Brief: In the data below, the answer is the run of lines from the line containing "return None;" through the line containing "impl<'a, V> ViewMut<'a, V>", both included; print it exactly and nothing else.

Collected data entries
Segment Open

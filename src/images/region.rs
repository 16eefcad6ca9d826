use crate::access::{broadcast_strides, Value};
use crate::{Extent, ImageView, ImageViewMut, IndexError, IndexExpr, Selection, ShapeMismatchError};

macro_rules! image_view_impl {
    ($wrapper_name:ident<$view_trait:ident>) => {
        impl<'a, V: $view_trait> ImageView for $wrapper_name<'a, V> {
            type Pixel = V::Pixel;

            fn extent(&self) -> Extent {
                self.selection.extent()
            }

            fn get_pixel(&self, x: usize, y: usize, z: usize, c: usize) -> Option<Self::Pixel> {
                if !self.extent().contains(x, y, z, c) {
                    return None;
                }
                let (x, y, z, c) = self.selection.map(x, y, z, c);
                self.image_view.get_ref().get_pixel(x, y, z, c)
            }
        }

        impl<'a, V: $view_trait> $wrapper_name<'a, V> {
            /// Selected ranges of the wrapped image.
            pub fn selection(&self) -> &Selection {
                &self.selection
            }
        }
    };
}

enum View<'a, V: 'a> {
    Borrowed(&'a V),
    Owned(V),
}

impl<'a, V> View<'a, V> {
    fn get_ref(&self) -> &V {
        match self {
            Self::Borrowed(v_ref) => v_ref,
            Self::Owned(v_own) => v_own,
        }
    }
}

enum ViewMut<'a, V: 'a> {
    Borrowed(&'a mut V),
    Owned(V),
}

impl<'a, V> ViewMut<'a, V> {
    fn get_ref(&self) -> &V {
        match self {
            Self::Borrowed(v_ref) => v_ref,
            Self::Owned(v_own) => v_own,
        }
    }

    fn get_mut(&mut self) -> &mut V {
        match self {
            Self::Borrowed(p_ref) => p_ref,
            Self::Owned(vec) => vec,
        }
    }
}

/// It is a wrapper that provides [ImageView] for the selected part of wrapped image.
///
/// Pixels are not copied, the region reads them from the wrapped image.
pub struct ImageRegion<'a, V: ImageView + 'a> {
    image_view: View<'a, V>,
    selection: Selection,
}

/// It is a wrapper that provides [ImageView] and [ImageViewMut]
/// for the selected part of wrapped image.
pub struct ImageRegionMut<'a, V: ImageViewMut> {
    image_view: ViewMut<'a, V>,
    selection: Selection,
}

impl<'a, V: ImageView + 'a> ImageRegion<'a, V> {
    pub fn new(image_view: V, expr: impl Into<IndexExpr>) -> Result<Self, IndexError> {
        let selection = select(image_view.extent(), expr)?;
        Ok(Self {
            image_view: View::Owned(image_view),
            selection,
        })
    }

    pub fn from_ref(image_view: &'a V, expr: impl Into<IndexExpr>) -> Result<Self, IndexError> {
        let selection = select(image_view.extent(), expr)?;
        Ok(Self::from_selection(image_view, selection))
    }

    pub(crate) fn from_selection(image_view: &'a V, selection: Selection) -> Self {
        Self {
            image_view: View::Borrowed(image_view),
            selection,
        }
    }
}

impl<'a, V: ImageViewMut> ImageRegionMut<'a, V> {
    pub fn new(image_view: V, expr: impl Into<IndexExpr>) -> Result<Self, IndexError> {
        let selection = select(image_view.extent(), expr)?;
        Ok(Self {
            image_view: ViewMut::Owned(image_view),
            selection,
        })
    }

    pub fn from_ref(image_view: &'a mut V, expr: impl Into<IndexExpr>) -> Result<Self, IndexError> {
        let selection = select(image_view.extent(), expr)?;
        Ok(Self::from_selection(image_view, selection))
    }

    pub(crate) fn from_selection(image_view: &'a mut V, selection: Selection) -> Self {
        Self {
            image_view: ViewMut::Borrowed(image_view),
            selection,
        }
    }

    /// Stores the value into all pixels of the region.
    pub fn fill(&mut self, value: V::Pixel) {
        for (x, y, z, c) in self.extent().coords() {
            self.set_pixel(x, y, z, c, value);
        }
    }

    /// Copies the value into the region, broadcasting it like NumPy does.
    ///
    /// Nothing is changed if the shape of value is not compatible with
    /// the shape of the region.
    pub fn assign<'v>(
        &mut self,
        value: impl Into<Value<'v, V::Pixel>>,
    ) -> Result<(), ShapeMismatchError> {
        match value.into() {
            Value::Scalar(v) => self.fill(v),
            Value::Array(array) => {
                let [sc, sz, sy, sx] = broadcast_strides(array.shape(), self.selection.shape())?;
                let data = array.data();
                for (x, y, z, c) in self.extent().coords() {
                    let v = data[c * sc + z * sz + y * sy + x * sx];
                    self.set_pixel(x, y, z, c, v);
                }
            }
        }
        Ok(())
    }
}

image_view_impl!(ImageRegion<ImageView>);

image_view_impl!(ImageRegionMut<ImageViewMut>);

impl<'a, V: ImageViewMut> ImageViewMut for ImageRegionMut<'a, V> {
    fn set_pixel(&mut self, x: usize, y: usize, z: usize, c: usize, value: V::Pixel) -> bool {
        if !self.extent().contains(x, y, z, c) {
            return false;
        }
        let (x, y, z, c) = self.selection.map(x, y, z, c);
        self.image_view.get_mut().set_pixel(x, y, z, c, value)
    }
}

fn select(extent: Extent, expr: impl Into<IndexExpr>) -> Result<Selection, IndexError> {
    let (descriptor, _) = expr.into().translate()?;
    Ok(descriptor.resolve(extent)?.selection())
}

Segment Closed

Finished task:
                    return None;
                }
                let (x, y, z, c) = self.selection.map(x, y, z, c);
                self.image_view.get_ref().get_pixel(x, y, z, c)
            }
        }

        impl<'a, V: $view_trait> $wrapper_name<'a, V> {
            /// Selected ranges of the wrapped image.
            pub fn selection(&self) -> &Selection {
                &self.selection
            }
        }
    };
}

enum View<'a, V: 'a> {
    Borrowed(&'a V),
    Owned(V),
}

impl<'a, V> View<'a, V> {
    fn get_ref(&self) -> &V {
        match self {
            Self::Borrowed(v_ref) => v_ref,
            Self::Owned(v_own) => v_own,
        }
    }
}

enum ViewMut<'a, V: 'a> {
    Borrowed(&'a mut V),
    Owned(V),
}

impl<'a, V> ViewMut<'a, V> {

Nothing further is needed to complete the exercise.